◆ **WHAT YOU SHOULD DO**
Only the lines below, from the one with "retry attempts for" through the one with "pub enum ClientError", are to be written out, exactly.

◆ **Collected data entries**
//! Event handler registry
//!
//! Handlers subscribe by event name (`MESSAGE_CREATE`, `READY`, ...) or to
//! everything at once. Dispatch is sequential per event; a handler that
//! returns an error is reported through the error hook and never stops the
//! remaining handlers.

use std::collections::HashMap;
use std::sync::Arc;

use async_trait::async_trait;
use parking_lot::Mutex;
use tracing::error;

use filament_gateway::ShardEvent;

/// Pseudo-name subscribing a handler to every event
pub const ANY_EVENT: &str = "*";

/// Names used for lifecycle events that are not dispatches
pub const EVENT_READY: &str = "READY";
pub const EVENT_RESUMED: &str = "RESUMED";
pub const EVENT_CONNECTION_LOST: &str = "CONNECTION_LOST";

#[async_trait]
pub trait EventHandler: Send + Sync {
    async fn handle(&self, event: ShardEvent) -> anyhow::Result<()>;
}

/// Adapter so plain async functions can be registered directly
struct FnHandler<F>(F);

#[async_trait]
impl<F, Fut> EventHandler for FnHandler<F>
where
    F: Fn(ShardEvent) -> Fut + Send + Sync,
    Fut: std::future::Future<Output = anyhow::Result<()>> + Send,
{
    async fn handle(&self, event: ShardEvent) -> anyhow::Result<()> {
        (self.0)(event).await
    }
}

type ErrorHook = Box<dyn Fn(&str, &anyhow::Error) + Send + Sync>;

#[derive(Default)]
pub struct EventRegistry {
    handlers: Mutex<HashMap<String, Vec<Arc<dyn EventHandler>>>>,
    error_hook: Mutex<Option<ErrorHook>>,
}

impl EventRegistry {
    pub fn new() -> Self {
        Self::default()
    }

    /// Register a handler for one event name
    pub fn on(&self, event: &str, handler: impl EventHandler + 'static) {
        self.handlers
            .lock()
            .entry(event.to_string())
            .or_default()
            .push(Arc::new(handler));
    }

    /// Register an async function for one event name
    pub fn on_fn<F, Fut>(&self, event: &str, f: F)
    where
        F: Fn(ShardEvent) -> Fut + Send + Sync + 'static,
        Fut: std::future::Future<Output = anyhow::Result<()>> + Send + 'static,
    {
        self.on(event, FnHandler(f));
    }

    /// Register a handler that receives every event
    pub fn on_any(&self, handler: impl EventHandler + 'static) {
        self.on(ANY_EVENT, handler);
    }

    /// Replace the default error log with a custom hook
    pub fn set_error_hook(&self, hook: impl Fn(&str, &anyhow::Error) + Send + Sync + 'static) {
        *self.error_hook.lock() = Some(Box::new(hook));
    }

    /// Run every handler subscribed to this event, in registration order
    pub async fn dispatch(&self, event: &ShardEvent) {
        let name = event_name(event);
        let targets: Vec<Arc<dyn EventHandler>> = {
            let handlers = self.handlers.lock();
            let mut targets = Vec::new();
            if let Some(list) = handlers.get(name) {
                targets.extend(list.iter().cloned());
            }
            if let Some(list) = handlers.get(ANY_EVENT) {
                targets.extend(list.iter().cloned());
            }
            targets
        };

        for handler in targets {
            if let Err(err) = handler.handle(event.clone()).await {
                match &*self.error_hook.lock() {
                    Some(hook) => hook(name, &err),
                    None => error!(event = %name, error = %err, "event handler failed"),
                }
            }
        }
    }
}

/// The name a [`ShardEvent`] is dispatched under
pub fn event_name(event: &ShardEvent) -> &str {
    match event {
        ShardEvent::Ready { .. } => EVENT_READY,
        ShardEvent::Resumed { .. } => EVENT_RESUMED,
        ShardEvent::ConnectionLost { .. } => EVENT_CONNECTION_LOST,
        ShardEvent::Dispatch { event, .. } => event.as_str(),
    }
}
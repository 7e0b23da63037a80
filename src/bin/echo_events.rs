//! Connects with the token from `FILAMENT_TOKEN` and logs incoming events
//! until Ctrl-C.

use anyhow::Result;
use tracing::info;
use tracing_subscriber::EnvFilter;

use filament::{Client, ClientConfig, Intents, ShardEvent};

#[tokio::main]
async fn main() -> Result<()> {
    dotenv::dotenv().ok();
    tracing_subscriber::fmt()
        .with_env_filter(
            EnvFilter::try_from_default_env().unwrap_or_else(|_| EnvFilter::new("info")),
        )
        .init();

    let intents = Intents::GUILDS | Intents::GUILD_MESSAGES | Intents::MESSAGE_CONTENT;
    let mut client = Client::new(ClientConfig::from_env(intents)?);

    client.registry().on_fn("READY", |event| async move {
        if let ShardEvent::Ready {
            shard, session_id, ..
        } = event
        {
            info!(shard, %session_id, "shard ready");
        }
        Ok(())
    });

    client.registry().on_fn("MESSAGE_CREATE", |event| async move {
        if let ShardEvent::Dispatch { shard, data, .. } = event {
            let author = data
                .pointer("/author/username")
                .and_then(|v| v.as_str())
                .unwrap_or("?");
            let content = data.get("content").and_then(|v| v.as_str()).unwrap_or("");
            info!(shard, author, content, "message");
        }
        Ok(())
    });

    client.start().await?;
    info!("connected, press Ctrl-C to exit");

    tokio::signal::ctrl_c().await?;
    client.shutdown().await;
    Ok(())
}
//! Rate-limited REST layer
//!
//! ```text
//!   caller ── execute(route, request) ──► bucket queue (FIFO, bounded)
//!                                              │
//!                                              ▼
//!                                        bucket worker ──► global limiter
//!                                              │                 │
//!                                              ▼                 ▼
//!                                          send ◄──── wait for shared window
//! ```
//!
//! Requests on the same route key serialize through one worker; 429s are
//! retried in place so later requests on the bucket never jump the line.

pub mod bucket;
pub mod client;
pub mod error;
pub mod global;
pub mod headers;

pub use client::{RateLimitedClient, DEFAULT_BASE_URL};
pub use error::{RestError, Result};
pub use global::GlobalRateLimiter;
pub use headers::RateLimitHeaders;
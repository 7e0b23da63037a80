//! Continuous zlib-stream decompression
//!
//! The gateway can compress the whole connection with one shared zlib
//! context: the dictionary persists across messages, and each logical
//! message ends with a 4-byte sync-flush marker (`00 00 FF FF`). A message
//! may also be spread over several WebSocket binary frames, so input is
//! accumulated until the marker shows up at the tail, and only then run
//! through the (stateful) inflater.

use flate2::{Decompress, FlushDecompress, Status};
use tracing::trace;

use crate::error::{GatewayError, Result};

/// Sync-flush marker terminating one compressed logical message
pub const ZLIB_SUFFIX: [u8; 4] = [0x00, 0x00, 0xFF, 0xFF];

/// Stateful inflater for one gateway connection
///
/// Must live exactly as long as the connection: the compression dictionary
/// carries over between messages, so a reconnect needs [`reset`].
///
/// [`reset`]: ZlibStreamInflater::reset
pub struct ZlibStreamInflater {
    decompress: Decompress,
    /// Compressed fragments accumulated until the suffix arrives.
    pending: Vec<u8>,
}

impl ZlibStreamInflater {
    pub fn new() -> Self {
        Self {
            decompress: Decompress::new(true),
            pending: Vec::new(),
        }
    }

    /// Drop all per-connection state (call on reconnect)
    pub fn reset(&mut self) {
        self.decompress.reset(true);
        self.pending.clear();
    }

    /// Feed one binary frame's payload
    ///
    /// Returns `Ok(None)` while the logical message is still incomplete,
    /// `Ok(Some(text))` once the suffix is seen and the whole message
    /// inflates cleanly.
    pub fn extend(&mut self, bytes: &[u8]) -> Result<Option<String>> {
        self.pending.extend_from_slice(bytes);

        if self.pending.len() < ZLIB_SUFFIX.len() || !self.pending.ends_with(&ZLIB_SUFFIX) {
            trace!(buffered = self.pending.len(), "message fragment buffered");
            return Ok(None);
        }

        let text = self.inflate_pending()?;
        self.pending.clear();
        Ok(Some(text))
    }

    fn inflate_pending(&mut self) -> Result<String> {
        let mut out = Vec::with_capacity(self.pending.len().saturating_mul(4));
        let mut chunk = [0u8; 16 * 1024];
        let mut offset = 0usize;

        while offset < self.pending.len() {
            let in_before = self.decompress.total_in();
            let out_before = self.decompress.total_out();

            let status = self
                .decompress
                .decompress(&self.pending[offset..], &mut chunk, FlushDecompress::Sync)
                .map_err(|e| GatewayError::Decompress(e.to_string()))?;

            let consumed = (self.decompress.total_in() - in_before) as usize;
            let produced = (self.decompress.total_out() - out_before) as usize;
            offset += consumed;
            out.extend_from_slice(&chunk[..produced]);

            match status {
                Status::StreamEnd => break,
                Status::Ok | Status::BufError => {
                    if consumed == 0 && produced == 0 {
                        // No forward progress; everything decodable is out.
                        break;
                    }
                }
            }
        }

        // The payload is protocol JSON; invalid sequences are replaced
        // rather than crashing the receive loop.
        Ok(String::from_utf8_lossy(&out).into_owned())
    }
}

impl Default for ZlibStreamInflater {
    fn default() -> Self {
        Self::new()
    }
}

#[cfg(test)]
mod tests {
    use super::*;
    use flate2::{Compress, Compression, FlushCompress};

    /// Compress one logical message with a shared context, sync-flushed the
    /// way the gateway does it (output ends with the 00 00 FF FF marker).
    fn compress_message(ctx: &mut Compress, text: &str) -> Vec<u8> {
        let mut out = vec![0u8; text.len() * 2 + 128];
        let before = ctx.total_out();
        ctx.compress(text.as_bytes(), &mut out, FlushCompress::Sync)
            .unwrap();
        let produced = (ctx.total_out() - before) as usize;
        out.truncate(produced);
        assert!(out.ends_with(&ZLIB_SUFFIX));
        out
    }

    #[test]
    fn test_round_trip_single_frame() {
        let mut ctx = Compress::new(Compression::default(), true);
        let mut inflater = ZlibStreamInflater::new();

        let payload = r#"{"op":10,"d":{"heartbeat_interval":41250}}"#;
        let compressed = compress_message(&mut ctx, payload);

        let text = inflater.extend(&compressed).unwrap();
        assert_eq!(text.as_deref(), Some(payload));
    }

    #[test]
    fn test_round_trip_split_fragments() {
        let mut ctx = Compress::new(Compression::default(), true);
        let mut inflater = ZlibStreamInflater::new();

        let payload = r#"{"op":0,"t":"MESSAGE_CREATE","s":7,"d":{"content":"fragmented"}}"#;
        let compressed = compress_message(&mut ctx, payload);

        // Split arbitrarily; only the fragment completing the suffix yields.
        let mut result = None;
        for fragment in compressed.chunks(3) {
            let step = inflater.extend(fragment).unwrap();
            if step.is_some() {
                result = step;
            }
        }
        assert_eq!(result.as_deref(), Some(payload));
    }

    #[test]
    fn test_dictionary_persists_across_messages() {
        let mut ctx = Compress::new(Compression::default(), true);
        let mut inflater = ZlibStreamInflater::new();

        let first = r#"{"op":0,"t":"TYPING_START","s":1,"d":{"channel_id":"42"}}"#;
        let second = r#"{"op":0,"t":"TYPING_START","s":2,"d":{"channel_id":"42"}}"#;

        let a = compress_message(&mut ctx, first);
        let b = compress_message(&mut ctx, second);

        assert_eq!(inflater.extend(&a).unwrap().as_deref(), Some(first));
        // The second message only decodes against the live dictionary.
        assert_eq!(inflater.extend(&b).unwrap().as_deref(), Some(second));
    }

    #[test]
    fn test_incomplete_message_stays_buffered() {
        let mut ctx = Compress::new(Compression::default(), true);
        let mut inflater = ZlibStreamInflater::new();

        let compressed = compress_message(&mut ctx, r#"{"op":11}"#);
        let cut = compressed.len() - 2;
        assert_eq!(inflater.extend(&compressed[..cut]).unwrap(), None);
        assert!(inflater.extend(&compressed[cut..]).unwrap().is_some());
    }
}
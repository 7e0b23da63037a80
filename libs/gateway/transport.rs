//! WebSocket transport
//!
//! One connection = one `(GatewaySink, GatewayStream)` pair from
//! [`connect`]. The stream side reassembles logical messages (inflating
//! when the connection is zlib-stream compressed); the sink side frames and
//! sends outbound payloads. Reconnecting means calling [`connect`] again,
//! which naturally starts from fresh decompression and sequence state.

use futures_util::stream::{SplitSink, SplitStream};
use futures_util::{SinkExt, StreamExt};
use serde_json::{json, Value};
use tokio::net::TcpStream;
use tokio_tungstenite::tungstenite::protocol::CloseFrame;
use tokio_tungstenite::tungstenite::Message;
use tokio_tungstenite::{connect_async, MaybeTlsStream, WebSocketStream};
use tracing::{debug, trace};

use crate::config::TransportMode;
use crate::error::{GatewayError, Result};
use crate::inflate::ZlibStreamInflater;
use crate::opcode::{OpCode, CLOSE_CODE_NO_STATUS};

type WsStream = WebSocketStream<MaybeTlsStream<TcpStream>>;

/// Open a gateway WebSocket connection
///
/// Safe to call any number of times; every call yields an independent
/// connection with its own decompression context.
pub async fn connect(url: &str, mode: TransportMode) -> Result<(GatewaySink, GatewayStream)> {
    debug!(%url, "connecting to gateway");
    let (ws, _response) = connect_async(url)
        .await
        .map_err(|e| GatewayError::WebSocket(e.to_string()))?;
    let (write, read) = ws.split();

    Ok((
        GatewaySink { write },
        GatewayStream {
            read,
            mode,
            inflater: ZlibStreamInflater::new(),
        },
    ))
}

/// Outbound half of a gateway connection
pub struct GatewaySink {
    write: SplitSink<WsStream, Message>,
}

impl GatewaySink {
    /// Serialize `{op, d}` and send it as one text frame
    pub async fn send(&mut self, op: OpCode, payload: Value) -> Result<()> {
        let frame = json!({ "op": op as u8, "d": payload });
        trace!(op = op as u8, "sending frame");
        self.write
            .send(Message::Text(frame.to_string()))
            .await
            .map_err(|e| GatewayError::WebSocket(e.to_string()))
    }

    /// Best-effort graceful close
    ///
    /// Errors from an already-broken socket are ignored; the handle is
    /// unusable afterwards either way.
    pub async fn close(&mut self) {
        let _ = self.write.close().await;
    }
}

/// Inbound half of a gateway connection
pub struct GatewayStream {
    read: SplitStream<WsStream>,
    mode: TransportMode,
    inflater: ZlibStreamInflater,
}

impl GatewayStream {
    /// Receive one complete logical message as text
    ///
    /// A close frame (or the stream ending without one) always surfaces as
    /// [`GatewayError::Closed`]; a close without a status code reports the
    /// defined "no status" code rather than nothing.
    pub async fn recv(&mut self) -> Result<String> {
        loop {
            let msg = match self.read.next().await {
                Some(Ok(msg)) => msg,
                Some(Err(e)) => return Err(GatewayError::WebSocket(e.to_string())),
                None => return Err(close_error(None)),
            };

            match msg {
                Message::Text(text) => return Ok(text),
                Message::Binary(bytes) => match self.mode {
                    // Plain-mode binary frames are decoded leniently; a
                    // malformed byte must not kill the receive loop.
                    TransportMode::Plain => {
                        return Ok(String::from_utf8_lossy(&bytes).into_owned())
                    }
                    TransportMode::ZlibStream => {
                        if let Some(text) = self.inflater.extend(&bytes)? {
                            return Ok(text);
                        }
                        // Partial logical message, keep reading.
                    }
                },
                Message::Close(frame) => {
                    debug!(?frame, "gateway closed the connection");
                    return Err(close_error(frame));
                }
                Message::Ping(_) | Message::Pong(_) | Message::Frame(_) => {
                    // Control frames are handled by tungstenite itself.
                }
            }
        }
    }
}

/// Translate a close frame into the closed-connection error
///
/// `None` covers both an empty close frame and the stream ending without a
/// close handshake.
fn close_error(frame: Option<CloseFrame<'_>>) -> GatewayError {
    match frame {
        Some(frame) => GatewayError::Closed {
            code: u16::from(frame.code),
            reason: frame.reason.into_owned(),
        },
        None => GatewayError::Closed {
            code: CLOSE_CODE_NO_STATUS,
            reason: String::new(),
        },
    }
}
//! Reconnect delay policies
//!
//! A shard that loses its connection through a transport error waits before
//! dialing again. The policy decides how long, per attempt, and whether to
//! keep trying at all.

use std::time::Duration;

/// Controls the delay between reconnection attempts
pub trait ReconnectPolicy: Send + Sync {
    /// Delay before attempt number `attempt` (0-indexed)
    ///
    /// `None` means stop reconnecting.
    fn next_delay(&self, attempt: usize) -> Option<Duration>;
}

/// Waits the same amount before every attempt
#[derive(Debug, Clone)]
pub struct FixedDelay {
    delay: Duration,
    max_attempts: Option<usize>,
}

impl FixedDelay {
    pub fn new(delay: Duration, max_attempts: Option<usize>) -> Self {
        Self {
            delay,
            max_attempts,
        }
    }
}

impl ReconnectPolicy for FixedDelay {
    fn next_delay(&self, attempt: usize) -> Option<Duration> {
        match self.max_attempts {
            Some(max) if attempt >= max => None,
            _ => Some(self.delay),
        }
    }
}

/// Doubles the delay per attempt, capped at `max_delay`
#[derive(Debug, Clone)]
pub struct ExponentialBackoff {
    initial_delay: Duration,
    max_delay: Duration,
    max_attempts: Option<usize>,
}

impl ExponentialBackoff {
    pub fn new(initial_delay: Duration, max_delay: Duration, max_attempts: Option<usize>) -> Self {
        Self {
            initial_delay,
            max_delay,
            max_attempts,
        }
    }
}

impl ReconnectPolicy for ExponentialBackoff {
    fn next_delay(&self, attempt: usize) -> Option<Duration> {
        if let Some(max) = self.max_attempts {
            if attempt >= max {
                return None;
            }
        }
        let millis = (self.initial_delay.as_millis() as u64)
            .saturating_mul(2u64.saturating_pow(attempt.min(32) as u32));
        Some(Duration::from_millis(
            millis.min(self.max_delay.as_millis() as u64),
        ))
    }
}
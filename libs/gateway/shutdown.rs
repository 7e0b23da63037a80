//! Cooperative shutdown signal
//!
//! One `Shutdown` per shard, triggered by the pool. Loops check the flag at
//! their suspension points via `wait()` inside `select!`, so teardown never
//! surfaces as an error.

use std::sync::atomic::{AtomicBool, Ordering};
use tokio::sync::Notify;

pub struct Shutdown {
    flag: AtomicBool,
    notify: Notify,
}

impl Shutdown {
    pub fn new() -> Self {
        Self {
            flag: AtomicBool::new(false),
            notify: Notify::new(),
        }
    }

    /// Trip the signal; idempotent
    pub fn trigger(&self) {
        self.flag.store(true, Ordering::Release);
        self.notify.notify_waiters();
    }

    pub fn is_triggered(&self) -> bool {
        self.flag.load(Ordering::Acquire)
    }

    /// Resolve once the signal has been tripped
    pub async fn wait(&self) {
        loop {
            // Register before checking the flag so a concurrent trigger
            // cannot slip between the check and the await.
            let notified = self.notify.notified();
            if self.is_triggered() {
                return;
            }
            notified.await;
        }
    }
}

impl Default for Shutdown {
    fn default() -> Self {
        Self::new()
    }
}
//! Atomic shard session state

use std::sync::atomic::{AtomicU8, Ordering};

/// Protocol position of one shard session
#[derive(Debug, Clone, Copy, PartialEq, Eq)]
#[repr(u8)]
pub enum SessionState {
    /// Connected, waiting for the server's Hello
    PendingHello = 0,
    /// Identify/Resume sent, waiting for READY/RESUMED
    PendingAck = 1,
    /// Live and dispatching events
    Ready = 2,
    /// Disconnected, reconnect pending
    ConnectionLost = 3,
}

/// Lock-free state cell shared between the session loops and observers
///
/// Written only by the owning session's receive loop; reads elsewhere are
/// informational snapshots.
pub struct AtomicSessionState {
    state: AtomicU8,
}

impl AtomicSessionState {
    pub fn new(initial: SessionState) -> Self {
        Self {
            state: AtomicU8::new(initial as u8),
        }
    }

    pub fn set(&self, state: SessionState) {
        self.state.store(state as u8, Ordering::Release);
    }

    pub fn get(&self) -> SessionState {
        match self.state.load(Ordering::Acquire) {
            0 => SessionState::PendingHello,
            1 => SessionState::PendingAck,
            2 => SessionState::Ready,
            _ => SessionState::ConnectionLost,
        }
    }

    pub fn is_ready(&self) -> bool {
        self.get() == SessionState::Ready
    }
}
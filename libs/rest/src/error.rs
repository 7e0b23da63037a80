use thiserror::Error;

/// Main error type for the REST queue
#[derive(Error, Debug)]
pub enum RestError {
    /// HTTP transport failure
    #[error("HTTP request failed: {0}")]
    Request(#[from] reqwest::Error),

    /// The request kept hitting the bucket's rate limit
    #[error("Exceeded {attempts} retry attempts for rate-limited request")]
    RetriesExhausted { attempts: u32 },

    /// The request body cannot be replayed for a retry
    #[error("Request is not retryable (streaming body)")]
    UnclonableRequest,

    /// The bucket worker is gone (client shut down)
    #[error("Request queue closed")]
    QueueClosed,
}

/// Result type for REST operations
pub type Result<T> = std::result::Result<T, RestError>;
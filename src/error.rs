use thiserror::Error;

#[derive(Error, Debug)]
pub enum ClientError {
    #[error("gateway error: {0}")]
    Gateway(#[from] filament_gateway::GatewayError),

    #[error("rest error: {0}")]
    Rest(#[from] filament_rest::RestError),

    #[error("gateway info request failed with status {status}")]
    GatewayInfo { status: u16 },

    #[error("client is not started")]
    NotStarted,
}

pub type Result<T> = std::result::Result<T, ClientError>;
//! Per-bucket request workers
//!
//! Each route bucket gets one long-lived tokio task owning a bounded queue.
//! Requests queued to the same bucket execute strictly one at a time, in
//! FIFO order, so a 429 on one request delays its successors instead of
//! letting them pile onto the same limit. The worker also defers to the
//! shared [`GlobalRateLimiter`] before every send.

use std::sync::Arc;
use std::time::Duration;

use reqwest::{RequestBuilder, Response, StatusCode};
use tokio::sync::{mpsc, oneshot};
use tokio::time::Instant;
use tracing::{debug, trace, warn};

use crate::error::{Result, RestError};
use crate::global::GlobalRateLimiter;
use crate::headers::RateLimitHeaders;

/// Bounded depth of each bucket's queue
pub const QUEUE_CAPACITY: usize = 64;

/// Attempts per request before giving up (the first send counts as one)
pub const MAX_ATTEMPTS: u32 = 5;

/// A request waiting its turn in a bucket queue
pub struct PendingRequest {
    pub builder: RequestBuilder,
    pub completion: oneshot::Sender<Result<Response>>,
}

/// Limit state learned from the most recent response in this bucket
#[derive(Debug, Default, Clone)]
struct BucketState {
    /// Server-assigned bucket hash, recorded for logging once known
    bucket_id: Option<String>,
    remaining: Option<u64>,
    /// Absolute time the current window resets, taken at header-parse time.
    /// Stale deadlines fall behind `Instant::now()` and cost nothing.
    reset_at: Option<Instant>,
}

/// Spawn the worker task for one bucket and hand back its queue sender
pub fn spawn_bucket_worker(
    route: String,
    global: Arc<GlobalRateLimiter>,
) -> mpsc::Sender<PendingRequest> {
    let (tx, mut rx) = mpsc::channel::<PendingRequest>(QUEUE_CAPACITY);

    tokio::spawn(async move {
        let mut state = BucketState::default();
        debug!(route = %route, "bucket worker started");

        while let Some(pending) = rx.recv().await {
            let outcome = process(&route, &global, &mut state, pending.builder).await;
            // Receiver may have been dropped; nothing left to do then.
            let _ = pending.completion.send(outcome);
        }

        debug!(route = %route, "bucket worker stopped");
    });

    tx
}

/// Execute one request, retrying through 429s up to [`MAX_ATTEMPTS`]
async fn process(
    route: &str,
    global: &GlobalRateLimiter,
    state: &mut BucketState,
    builder: RequestBuilder,
) -> Result<Response> {
    let mut attempts: u32 = 0;

    loop {
        global.wait_for_global().await;

        // Preemptive wait: if the last response said the window is spent,
        // sleep out whatever remains of it rather than eat a guaranteed 429.
        if state.remaining == Some(0) {
            if let Some(reset_at) = state.reset_at {
                if reset_at > Instant::now() {
                    let wait = reset_at - Instant::now();
                    debug!(route = %route, wait_ms = wait.as_millis() as u64, "bucket exhausted, waiting for reset");
                    tokio::time::sleep_until(reset_at).await;
                }
            }
            state.remaining = None;
        }

        let attempt = builder.try_clone().ok_or(RestError::UnclonableRequest)?;
        let response = attempt.send().await?;
        let headers = RateLimitHeaders::parse(response.headers());

        if let Some(bucket_id) = &headers.bucket {
            if state.bucket_id.as_deref() != Some(bucket_id) {
                trace!(route = %route, bucket = %bucket_id, "bucket hash assigned");
                state.bucket_id = Some(bucket_id.clone());
            }
        }
        if headers.remaining.is_some() {
            state.remaining = headers.remaining;
        }
        if let Some(secs) = headers.reset_after {
            state.reset_at = Some(Instant::now() + sanitize_secs(secs));
        }

        if response.status() != StatusCode::TOO_MANY_REQUESTS {
            return Ok(response);
        }

        let retry_after = match headers.retry_after {
            Some(secs) => Some(secs),
            None => body_retry_after(response).await,
        };

        if headers.global {
            if let Some(secs) = retry_after {
                // Global limits are not this bucket's fault; retrying after
                // the shared window does not consume one of the request's
                // attempts.
                global.note_and_wait(sanitize_secs(secs)).await;
                continue;
            }
            // A global marker without a numeric retry-after never advances
            // the shared deadline; fall through to bucket-local handling.
        }

        attempts += 1;
        if attempts >= MAX_ATTEMPTS {
            warn!(route = %route, attempts, "rate limit retries exhausted");
            return Err(RestError::RetriesExhausted { attempts });
        }
        let wait = headers.reset_after.or(retry_after).unwrap_or(1.0);
        warn!(route = %route, retry_after_secs = wait, attempt = attempts, "bucket rate limited, retrying");
        tokio::time::sleep(sanitize_secs(wait)).await;
    }
}

/// Retry delay from a 429's JSON body (`retry_after`, seconds)
async fn body_retry_after(response: Response) -> Option<f64> {
    let body = response.json::<serde_json::Value>().await.ok()?;
    body.get("retry_after").and_then(|v| v.as_f64())
}

/// Seconds-to-duration that tolerates skewed servers and proxies
///
/// Negative, NaN, infinite and overflowing values all collapse to zero
/// instead of panicking the worker task.
fn sanitize_secs(secs: f64) -> Duration {
    Duration::try_from_secs_f64(secs).unwrap_or(Duration::ZERO)
}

◆ **REPLY**
    #[error("Exceeded {attempts} retry attempts for rate-limited request")]
    RetriesExhausted { attempts: u32 },

    /// The request body cannot be replayed for a retry
    #[error("Request is not retryable (streaming body)")]
    UnclonableRequest,

    /// The bucket worker is gone (client shut down)
    #[error("Request queue closed")]
    QueueClosed,
}

/// Result type for REST operations
pub type Result<T> = std::result::Result<T, RestError>;
filename src/error.rs
use thiserror::Error;

#[derive(Error, Debug)]
pub enum ClientError {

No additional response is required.